Accuracy and Precision
Terms that may be unfamiliar are all either explained in the text, included with explanatory balloons, or included as links to relevant helper pages. Where necessary, equations are provided to define terms. I stick to consistent, clear terms as often as possible.
- In your bullet points in your basic description, please avoid the word "it" at least for the first one. I had to pause and think for a second "the logistic map? That doesn't make any sense if that's what 'it' means! OHH she means the exponent..."
- Fixed this, I believe.
I've played with window size to make sure it doesn't do anything too dramatic to the page. Paragraphs are as short as I feel comfortable making them. Bubbles and links are used for almost all terms to define them. Text breaks are used to make sure images don't interfere with unrelated sections.
- As is, the basic description looks like a wall of text. Are you completely, totally 100% sure that you can't break those up to add some needed white space? For example, I could see a paragraph break in between these sentences "...with those rates of change will behave. Markus then created a color scheme to represent different Lyapunov exponents..."
- I added the break you suggested as well as one in the last paragraph.
- Kate 18:21, 6 July 2011 (UTC): I think this page is awesome, and probably just about ready for final review! :)
You should make that blurb a complete sentence. It sounds unfinished to me.Richard 6/30
- Kate 18:21, 6 July 2011 (UTC): Seconded. Good point. Done.
- Kate 18:21, 6 July 2011 (UTC): This is a useful indicator because, for the logistic map,
- I think the first comma is unnecessary.
- I see what you're saying. It's definitely a bit choppy. I'm leaving it in for now, because I want it to be very clear that these bullet points are not true for every dynamic system. I tried to figure out a more graceful way to maintain the emphasis created by that comma without having the slightly awkward punctuation, and I couldn't find one. I'm happy to talk about this more, though.
In the first bullet, it might be good to clarify what "it" refers to...the rate of change in population?Richard 6/30
- If it is zero, the population change is neutral; at some point in time, it reaches a fixed point and remains there. Done.
A More Mathematical Explanation
Kate 18:21, 6 July 2011 (UTC): I think it might be a good idea to set it up so that there's that little note saying that understanding of this section requires knowledge of the logistic map, and link to that page, because I'd probably be quite confused here if I hadn't read that page.Done.
The Lyapunov Exponent
When you first introduce summation notation it might be cool to change it to thisRichard 6/30
- You still refer to "change" in the paragraphs at the end of this section, but are you referring to the rate of change or the population's change?
- Had a conversation about this issue with Richard.
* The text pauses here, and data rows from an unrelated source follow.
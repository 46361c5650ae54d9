//! API response envelope and error codes.
//!
//! Every response carries the same wrapper: `code` 0 on success, a stable
//! non-zero code on error, `data` only when `code == 0`.

use axum::Json;
use axum::http::StatusCode;
use axum::response::{IntoResponse, Response};
use serde::Serialize;

use crate::flow::FlowError;

/// Unified API response wrapper.
#[derive(Debug, Serialize)]
pub struct ApiResponse<T> {
    pub code: i32,
    pub msg: String,
    #[serde(skip_serializing_if = "Option::is_none")]
    pub data: Option<T>,
}

impl<T> ApiResponse<T> {
    pub fn success(data: T) -> Self {
        Self {
            code: 0,
            msg: "ok".to_string(),
            data: Some(data),
        }
    }
}

/// Standard API error codes.
pub mod error_codes {
    pub const SUCCESS: i32 = 0;

    // Client errors (1xxx)
    pub const INVALID_PARAMETER: i32 = 1001;
    pub const INSUFFICIENT_BALANCE: i32 = 1002;
    pub const BELOW_MINIMUM: i32 = 1003;
    pub const OVER_TRANSFER_LIMIT: i32 = 1004;
    pub const SELF_TRANSFER: i32 = 1005;
    pub const INVALID_CODE: i32 = 1006;

    // Auth errors (2xxx)
    pub const MISSING_AUTH: i32 = 2001;
    pub const FORBIDDEN: i32 = 2003;

    // Resource errors (4xxx)
    pub const NOT_FOUND: i32 = 4001;
    pub const ALREADY_EXISTS: i32 = 4091;
    pub const ALREADY_RESOLVED: i32 = 4092;
    pub const EXPIRED: i32 = 4093;
    pub const TOO_MANY_ATTEMPTS: i32 = 4094;
    pub const ACCOUNT_FROZEN: i32 = 4095;

    // Server errors (5xxx)
    pub const INTERNAL_ERROR: i32 = 5000;
}

/// Map a domain error code string to the numeric API code.
fn numeric_code(code: &str) -> i32 {
    use error_codes::*;
    match code {
        "INVALID_AMOUNT" | "INVALID_PARAMETER" | "SAME_ACCOUNT" => INVALID_PARAMETER,
        "INSUFFICIENT_BALANCE" => INSUFFICIENT_BALANCE,
        "BELOW_MINIMUM" => BELOW_MINIMUM,
        "OVER_TRANSFER_LIMIT" => OVER_TRANSFER_LIMIT,
        "SELF_TRANSFER" => SELF_TRANSFER,
        "INVALID_CODE" => INVALID_CODE,
        "FORBIDDEN" => FORBIDDEN,
        "RECIPIENT_NOT_FOUND" | "PENDING_NOT_FOUND" | "WALLET_NOT_FOUND"
        | "ACCOUNT_NOT_FOUND" | "ADDRESS_NOT_FOUND" | "CHALLENGE_NOT_FOUND" => NOT_FOUND,
        "WALLET_EXISTS" => ALREADY_EXISTS,
        "ALREADY_RESOLVED" | "CODE_ALREADY_USED" => ALREADY_RESOLVED,
        "TRANSFER_EXPIRED" | "CODE_EXPIRED" => EXPIRED,
        "TOO_MANY_ATTEMPTS" => TOO_MANY_ATTEMPTS,
        "ACCOUNT_FROZEN" => ACCOUNT_FROZEN,
        _ => INTERNAL_ERROR,
    }
}

/// API error: HTTP status plus the wrapped envelope.
#[derive(Debug)]
pub struct ApiError {
    pub status: StatusCode,
    pub code: i32,
    pub msg: String,
}

impl ApiError {
    pub fn new(status: StatusCode, code: i32, msg: impl Into<String>) -> Self {
        Self {
            status,
            code,
            msg: msg.into(),
        }
    }

    pub fn bad_request(msg: impl Into<String>) -> Self {
        Self::new(StatusCode::BAD_REQUEST, error_codes::INVALID_PARAMETER, msg)
    }

    pub fn unauthorized(msg: impl Into<String>) -> Self {
        Self::new(StatusCode::UNAUTHORIZED, error_codes::MISSING_AUTH, msg)
    }

    pub fn internal(msg: impl Into<String>) -> Self {
        Self::new(
            StatusCode::INTERNAL_SERVER_ERROR,
            error_codes::INTERNAL_ERROR,
            msg,
        )
    }

    pub fn into_err<T>(self) -> ApiResult<T> {
        Err(self)
    }
}

impl From<FlowError> for ApiError {
    fn from(e: FlowError) -> Self {
        let status =
            StatusCode::from_u16(e.http_status()).unwrap_or(StatusCode::INTERNAL_SERVER_ERROR);
        Self::new(status, numeric_code(e.code()), e.to_string())
    }
}

impl IntoResponse for ApiError {
    fn into_response(self) -> Response {
        let body = Json(ApiResponse::<()> {
            code: self.code,
            msg: self.msg,
            data: None,
        });
        (self.status, body).into_response()
    }
}

pub type ApiResult<T> = Result<Json<ApiResponse<T>>, ApiError>;

/// Wrap a success payload in the standard envelope.
pub fn ok<T>(data: T) -> ApiResult<T> {
    Ok(Json(ApiResponse::success(data)))
}

#[cfg(test)]
mod tests {
    use super::*;
    use crate::ledger::LedgerError;
    use crate::otp::OtpError;

    #[test]
    fn test_flow_error_maps_status_and_code() {
        let err = ApiError::from(FlowError::Forbidden);
        assert_eq!(err.status, StatusCode::FORBIDDEN);
        assert_eq!(err.code, error_codes::FORBIDDEN);

        let err = ApiError::from(FlowError::Ledger(LedgerError::InsufficientFunds));
        assert_eq!(err.code, error_codes::INSUFFICIENT_BALANCE);

        let err = ApiError::from(FlowError::Otp(OtpError::TooManyAttempts));
        assert_eq!(err.status, StatusCode::CONFLICT);
        assert_eq!(err.code, error_codes::TOO_MANY_ATTEMPTS);
    }

    #[test]
    fn test_success_envelope_shape() {
        let json = serde_json::to_value(ApiResponse::success(7)).unwrap();
        assert_eq!(json["code"], 0);
        assert_eq!(json["msg"], "ok");
        assert_eq!(json["data"], 7);
    }

    #[test]
    fn test_error_envelope_omits_data() {
        let json = serde_json::to_value(ApiResponse::<()> {
            code: error_codes::NOT_FOUND,
            msg: "missing".to_string(),
            data: None,
        })
        .unwrap();
        assert!(json.get("data").is_none());
    }
}
//! Per-strategy and per-mistake breakdowns of closed trades.

use crate::metrics::{avg_r_multiple, total_pnl, win_rate, ClosedTrade};
use serde::{Deserialize, Serialize};
use std::collections::BTreeMap;

/// Performance of one strategy tag.
#[derive(Debug, Clone, PartialEq, Serialize, Deserialize)]
pub struct StrategyBreakdown {
    pub strategy: String,
    pub trades: usize,
    /// Percent, 0–100.
    pub win_rate: f64,
    pub total_pnl: f64,
    pub avg_r_multiple: Option<f64>,
}

/// Occurrences of one mistake tag.
#[derive(Debug, Clone, PartialEq, Eq, Serialize, Deserialize)]
pub struct MistakeCount {
    pub mistake_type: String,
    pub count: usize,
}

/// Group by strategy tag, sorted by name. Untagged trades are left out, as are
/// strategies with fewer than `min_trades` trades.
pub fn by_strategy(trades: &[ClosedTrade], min_trades: usize) -> Vec<StrategyBreakdown> {
    group_by_tag(trades, |t| t.strategy.as_deref())
        .into_iter()
        .filter(|(_, group)| group.len() >= min_trades.max(1))
        .map(|(strategy, group)| StrategyBreakdown {
            strategy,
            trades: group.len(),
            win_rate: win_rate(&group),
            total_pnl: total_pnl(&group),
            avg_r_multiple: avg_r_multiple(&group),
        })
        .collect()
}

/// Frequency of each mistake tag, most frequent first (ties by tag name).
pub fn mistake_histogram(trades: &[ClosedTrade]) -> Vec<MistakeCount> {
    let mut counts: Vec<MistakeCount> = group_by_tag(trades, |t| t.mistake_type.as_deref())
        .into_iter()
        .map(|(mistake_type, group)| MistakeCount { mistake_type, count: group.len() })
        .collect();
    // BTreeMap order already sorts by name; a stable sort keeps it for ties.
    counts.sort_by(|a, b| b.count.cmp(&a.count));
    counts
}

/// Blank tags count as untagged.
fn group_by_tag<'a, F>(trades: &'a [ClosedTrade], tag: F) -> BTreeMap<String, Vec<ClosedTrade>>
where
    F: Fn(&'a ClosedTrade) -> Option<&'a str>,
{
    let mut groups: BTreeMap<String, Vec<ClosedTrade>> = BTreeMap::new();
    for trade in trades {
        if let Some(key) = tag(trade).map(str::trim).filter(|k| !k.is_empty()) {
            groups.entry(key.to_string()).or_default().push(trade.clone());
        }
    }
    groups
}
We decided that it would be much clearer if I provided a visual representation of the "dx" notion and used the word "difference" instead of change.
Why It's Interesting
- <s>Kate 18:21, 6 July 2011 (UTC): Your second image in this section interferes with the Teaching Materials heading when the window's large.Taken care of.
Self-similarity would be a good word to bold in this section.Richard 6/30Done.
- Is there a picture of it on a t-shirt or something?Richard 6/30
- Um... No. I couldn't find one. Thing is, this fractal is used in graphics all the time; I've seen it. But in those cases, it's not usually called by it's name, so it's sort of impossible to find online.